I can't see how silicone would hold it on.

I wonder if there's enough room to put an Allen head bolt and then just need to use a hex key to adjust? Might need to have the head turned down.
Hi Dave, no it's U shaped...


Bike dies at stops



Not sure what you mean about the allen bolt ?


Cheers,

cliffa.
 
Hi Dave, no it's U shaped...


View attachment 16510


Not sure what you mean about the allen bolt ?


Cheers,

cliffa.

Very nice, I might even have some aluminum scrap. I can see with the U-shape that it wouldn't take much to keep it in place.

The Allen bolt to replace the idle screw (the one with the brass knob).
 
Why don’t you set the idle with the idle screws on the carbs? This would eliminate the idle screw as being an issue. Usually fluctuating idle is an indicator of air leaks. Is the balance pipe a good fit etc?
 
Why don’t you set the idle with the idle screws on the carbs? This would eliminate the idle screw as being an issue. Usually fluctuating idle is an indicator of air leaks. Is the balance pipe a good fit etc?

The whole point of the single cable setup is to eliminate the need to set the idle independently.

So far I think the note @cliffa had about the idle screw conflicting with the spring seems to make the most sense. I've tried the washer thing but I need to get out for more test rides to confirm. Test rides are far between for me so I appreciate everyone's input but be patient!
 
Looking at your first pick Dave, is the clearance from the bottom of the slide to the carb floor the same on both carbs when the slides are bottomed out?
 
Looking at your first pick Dave, is the clearance from the bottom of the slide to the carb floor the same on both carbs when the slides are bottomed out?

Now that I have the vacuum evened out I think they are much better. I had to bring up the right slide. Heck, when it was hot a barely touched the kickstarter and it roared to life. Scared me! I’ll fire it up again tomorrow and see how she does from cold.

Back before the engine boo boo I had the carbs also pretty dialed in and it was one or two kicks consistently. I’ll be happy to get back to that.
 
Now that I have the vacuum evened out I think they are much better. I had to bring up the right slide. Heck, when it was hot a barely touched the kickstarter and it roared to life. Scared me! I’ll fire it up again tomorrow and see how she does from cold.

Back before the engine boo boo I had the carbs also pretty dialed in and it was one or two kicks consistently. I’ll be happy to get back to that.
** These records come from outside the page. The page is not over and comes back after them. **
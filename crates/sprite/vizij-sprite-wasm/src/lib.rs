use std::cell::RefCell;
use std::rc::Rc;

use js_sys::{Array, Function};
use serde_wasm_bindgen as swb;
use wasm_bindgen::prelude::*;

use vizij_sprite_core::{
    EventKind, FrameSink, FrameSource, ListenerId, Player, PlayerConfig, PlayerEvent, SpriteError,
};

/// One frame handed over from JS, kept with its position so the render
/// callback receives both.
struct JsFrame {
    index: usize,
    value: JsValue,
}

struct JsFrames {
    frames: Vec<JsFrame>,
}

impl FrameSource for JsFrames {
    type Frame = JsFrame;

    fn frame_count(&self) -> usize {
        self.frames.len()
    }

    fn frame(&self, index: usize) -> Option<&JsFrame> {
        self.frames.get(index)
    }
}

struct JsSink {
    f: Function,
}

impl FrameSink<JsFrame> for JsSink {
    fn render(&mut self, frame: &JsFrame) -> Result<(), SpriteError> {
        let index = JsValue::from_f64(frame.index as f64);
        self.f
            .call2(&JsValue::UNDEFINED, &frame.value, &index)
            .map(|_| ())
            .map_err(|e| SpriteError::render(describe_js_error(&e)))
    }
}

fn describe_js_error(e: &JsValue) -> String {
    if let Some(s) = e.as_string() {
        return s;
    }
    if let Some(err) = e.dyn_ref::<js_sys::Error>() {
        return String::from(err.message());
    }
    format!("{:?}", e)
}

fn jsvalue_is_undefined_or_null(v: &JsValue) -> bool {
    v.is_undefined() || v.is_null()
}

fn to_js_error(e: SpriteError) -> JsError {
    JsError::new(&e.to_string())
}

/// Seek targets arrive as JS numbers; negatives and NaN land on frame 0 and the
/// core clamps anything past the end.
fn frame_arg(frame: f64) -> usize {
    if frame.is_finite() && frame > 0.0 {
        frame as usize
    } else {
        0
    }
}

#[wasm_bindgen]
pub struct WasmSpritePlayer {
    core: Option<Player<JsFrames, JsSink>>,
    /// First failure raised by a listener during the current call.
    listener_fault: Rc<RefCell<Option<String>>>,
}

impl WasmSpritePlayer {
    fn core(&mut self) -> Result<&mut Player<JsFrames, JsSink>, JsError> {
        self.core
            .as_mut()
            .ok_or_else(|| JsError::new("sprite player has been disposed"))
    }

    fn core_ref(&self) -> Option<&Player<JsFrames, JsSink>> {
        self.core.as_ref()
    }

    /// Surface the step's own error first, then any listener failure it caused.
    fn finish<T>(&self, result: Result<T, SpriteError>) -> Result<T, JsError> {
        let fault = self.listener_fault.borrow_mut().take();
        let value = result.map_err(to_js_error)?;
        match fault {
            Some(message) => Err(JsError::new(&message)),
            None => Ok(value),
        }
    }
}

#[wasm_bindgen]
impl WasmSpritePlayer {
    /// Create a player over `frames` (any JS values), rendering through
    /// `render(frame, index)`. `options` is an optional object:
    ///   { manualUpdate, frameRate, loop, yoyo, frameCount }
    #[wasm_bindgen(constructor)]
    pub fn new(
        frames: Array,
        render: Function,
        options: JsValue,
    ) -> Result<WasmSpritePlayer, JsError> {
        console_error_panic_hook::set_once();

        let cfg: PlayerConfig = if jsvalue_is_undefined_or_null(&options) {
            PlayerConfig::default()
        } else {
            swb::from_value(options).map_err(|e| JsError::new(&format!("options error: {e}")))?
        };

        let frames = frames
            .iter()
            .enumerate()
            .map(|(index, value)| JsFrame { index, value })
            .collect();
        let core = Player::new(JsFrames { frames }, JsSink { f: render }, cfg)
            .map_err(to_js_error)?;
        Ok(WasmSpritePlayer {
            core: Some(core),
            listener_fault: Rc::new(RefCell::new(None)),
        })
    }

    pub fn play(&mut self) -> Result<(), JsError> {
        let result = self.core()?.play();
        self.finish(result)
    }

    pub fn pause(&mut self) -> Result<(), JsError> {
        self.core()?.pause();
        Ok(())
    }

    pub fn stop(&mut self) -> Result<(), JsError> {
        self.core()?.stop();
        Ok(())
    }

    #[wasm_bindgen(js_name = gotoAndPlay)]
    pub fn goto_and_play(&mut self, frame: f64) -> Result<(), JsError> {
        let result = self.core()?.goto_and_play(frame_arg(frame));
        self.finish(result)
    }

    #[wasm_bindgen(js_name = gotoAndStop)]
    pub fn goto_and_stop(&mut self, frame: f64) -> Result<(), JsError> {
        let result = self.core()?.goto_and_stop(frame_arg(frame));
        self.finish(result)
    }

    /// Advance by `elapsed` milliseconds. Manual players require it; others
    /// fall back to the wall clock when it is omitted.
    pub fn tick(&mut self, elapsed: Option<f64>) -> Result<(), JsError> {
        let result = self.core()?.tick(elapsed);
        self.finish(result)
    }

    /// Deliver the pending frame request. Call from `requestAnimationFrame`
    /// while `hasPendingFrame()` is true. Returns whether a step ran.
    pub fn frame(&mut self) -> Result<bool, JsError> {
        let result = self.core()?.service_frame();
        self.finish(result)
    }

    #[wasm_bindgen(js_name = hasPendingFrame)]
    pub fn has_pending_frame(&self) -> bool {
        self.core_ref().is_some_and(|p| p.has_pending_frame())
    }

    /// Register `callback(event)` for `frame_entered`/`enterFrame` or
    /// `completed`/`complete`. Returns an id for `off`.
    ///
    /// Listeners run while the player is mid-step, so they cannot call back
    /// into this player synchronously (wasm-bindgen rejects the recursive
    /// borrow); defer such calls, e.g. with `queueMicrotask`. An exception
    /// thrown by a listener is returned as the error of the `play`, `tick`,
    /// `frame` or `goto*` call that emitted the event, after the step has run.
    pub fn on(&mut self, name: &str, callback: Function) -> Result<u32, JsError> {
        let kind = EventKind::from_name(name)
            .ok_or_else(|| JsError::new(&format!("unknown event: {name}")))?;
        let fault = Rc::clone(&self.listener_fault);
        let id = self.core()?.subscribe(kind, move |event: &PlayerEvent| {
            let outcome = swb::to_value(event)
                .map_err(|e| format!("failed to serialize {} event: {e}", kind.name()))
                .and_then(|payload| {
                    callback
                        .call1(&JsValue::UNDEFINED, &payload)
                        .map(|_| ())
                        .map_err(|e| {
                            format!("{} listener threw: {}", kind.name(), describe_js_error(&e))
                        })
                });
            if let Err(message) = outcome {
                fault.borrow_mut().get_or_insert(message);
            }
        });
        Ok(id.0)
    }

    pub fn off(&mut self, id: u32) -> Result<bool, JsError> {
        Ok(self.core()?.unsubscribe(ListenerId(id)))
    }

    /// Stop playback and release frames, renderer and listeners.
    pub fn dispose(&mut self) {
        if let Some(core) = self.core.take() {
            drop(core.dispose());
        }
    }

    #[wasm_bindgen(getter, js_name = currentFrame)]
    pub fn current_frame(&self) -> u32 {
        self.core_ref().map_or(0, |p| p.current_frame() as u32)
    }

    #[wasm_bindgen(getter, js_name = frameCount)]
    pub fn frame_count(&self) -> u32 {
        self.core_ref().map_or(0, |p| p.frame_count() as u32)
    }

    #[wasm_bindgen(getter, js_name = isPlaying)]
    pub fn is_playing(&self) -> bool {
        self.core_ref().is_some_and(|p| p.is_playing())
    }

    #[wasm_bindgen(getter, js_name = isReversed)]
    pub fn is_reversed(&self) -> bool {
        self.core_ref().is_some_and(|p| p.is_reversed())
    }

    #[wasm_bindgen(getter, js_name = isComplete)]
    pub fn is_complete(&self) -> bool {
        self.core_ref().is_some_and(|p| p.is_complete())
    }

    /// "stopped" | "playing" | "paused" | "ended", or "disposed".
    #[wasm_bindgen(getter)]
    pub fn state(&self) -> String {
        self.core_ref()
            .map_or("disposed", |p| p.state().name())
            .to_string()
    }
}

/// Numeric ABI version for compatibility checks at init.
#[wasm_bindgen]
pub fn abi_version() -> u32 {
    1
}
Ok you've got that sorted, my right is slightly higher as well to even out the vacuum. I have noticed that in removing the slides over and over again the adjusters have a habit of turning, I noticed this after some time as the exhaust note was increasingly biased to one side, checked the carb balance with a carbtune and they had gone out of whack

Just something to think about.
 
As I could only really move it over about 6mm I was afraid that the new hole would brake into the old one, so I filled it with Kwiksteel epoxy putty (like JB weld I think) and trimmed it flat, then drilled and tapped. I think I used some silicone to glue the stop on, but Araldite or anything like that would do it. Or you could put a small grub screw into the side of it.

Can you show a picture of where you put the new hole in comparison to the old one? Did it overlap? Was filling the old one needed? Thanks!
 
I'm not sure if you fixed the engine dieing when your engine idles down when you come to a stop. From the direction the thread is going, it seems like you've concluded that it's the idle stop screw backing off. That wouldn't explain why you can restart the bike and then it idles fine from the restart.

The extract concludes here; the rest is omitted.